Шрифт:
Закладка:
– Сидела птичка на лугу! К ней подошла корова! Откусила за ногý! Птичка будь здорова! – пели мальчики, выходя из леса. Это был победный клич. Они вывалили все грибы на стол на веранде. Получилась гора.
– Ох! – сказала мама. – Кто же это будет чистить?
Никто этого не услышал. Пообедав, все разбежались кто куда. Лева ушел в беседку читать про физику. Миша с Юрой – домариновывать змей, а Дулмушка отправилась к сторожу Дорж-ахе. Она нашла отличную резинку внизу на дороге и хотела попросить, чтобы Дорж-аха сделал ей рогатку.

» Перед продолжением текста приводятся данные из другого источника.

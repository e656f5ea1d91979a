//! Feedback engine seam
//!
//! The backend that actually vibrates and plays sound sits behind these
//! traits. The core only ever builds a pattern, creates a player from it and
//! starts that player once; it never keeps the player around.

use thiserror::Error;

use super::mapper::PatternDescriptor;
use super::pattern::FeedbackPattern;

/// Failures reported by a feedback backend
#[derive(Debug, Clone, PartialEq, Eq, Error)]
pub enum FeedbackError {
    /// Platform or hardware cannot run the engine (or it died)
    #[error("feedback engine unavailable: {0}")]
    EngineUnavailable(String),
    /// Pattern parameters were rejected
    #[error("pattern creation failed: {0}")]
    PatternCreation(String),
    /// Transient backend fault while starting playback
    #[error("playback failed: {0}")]
    Playback(String),
}

/// When a player should begin
#[derive(Debug, Clone, Copy, PartialEq)]
pub enum StartTime {
    /// Earliest time the backend can schedule
    Immediate,
    /// Engine time in seconds
    At(f64),
}

/// One started playback. Dropping the handle must not stop the sound.
pub trait PlayerHandle {
    fn start(&mut self, at: StartTime) -> Result<(), FeedbackError>;
}

/// A haptic + audio backend
pub trait FeedbackEngine {
    type Player: PlayerHandle;

    /// Bring the engine up. Fails with `EngineUnavailable`.
    fn start(&mut self) -> Result<(), FeedbackError>;

    /// Stop accepting new players. Need not cut off playback in flight.
    fn stop(&mut self);

    /// Turn a descriptor into a playable pattern
    fn build_pattern(&mut self, descriptor: &PatternDescriptor) -> Result<FeedbackPattern, FeedbackError> {
        FeedbackPattern::transient(descriptor)
    }

    /// Create a player for a pattern. Fails with `PatternCreation` on
    /// parameters the backend cannot render.
    fn create_player(&mut self, pattern: &FeedbackPattern) -> Result<Self::Player, FeedbackError>;
}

Дорж-аха отнесся к просьбе серьезно. Они долго вместе искали хорошую палку с правильной рогатиной. Потом нашли кусочек кожи. Потом все это Дорж-аха строгал, вырезал, прикручивал. Дулмушка внимательно смотрела. Получилась не просто отличная рогатка, а замечательная, прекрасная рогатка. Я ее до сих пор помню.
По дороге домой Дулмушка встретила Эника, и они пошли испытывать рогатку. Стреляли по шишкам, по деревьям, по облакам. Эник сказал:
– Отдай.
Дулмушка сказала:
– Нет.
– Эник сказал:
– Отдай!
Дулмушка сказала:
– Мама! Эник хочет забрать мою рогатку!
– Эник сказал:
– Дура!
Дулмушка ничего не сказала и убежала.
Вечером приехал папа.
– Папа, папа! Смотри сколько мы грибов набрали! А Миша замариновал змей! Дорж-аха сделал мне рогатку!
– О! Маслёнки! – сказал папа.
– Не маслёнки, а маслята, – запрыгала и закричала Дулмушка. Папа специально всегда говорил «маслёнки», чтобы подразнить Дулмушку.
– Люся, я сегодня, кажется, ничего не ел, – сказал папа.
– Садись скорее, – сказала мама, гремя посудой. – Как там у тебя?
– Вандуй – дурак-дурачина, – сказал папа, жуя котлету. – Я дам ему бой!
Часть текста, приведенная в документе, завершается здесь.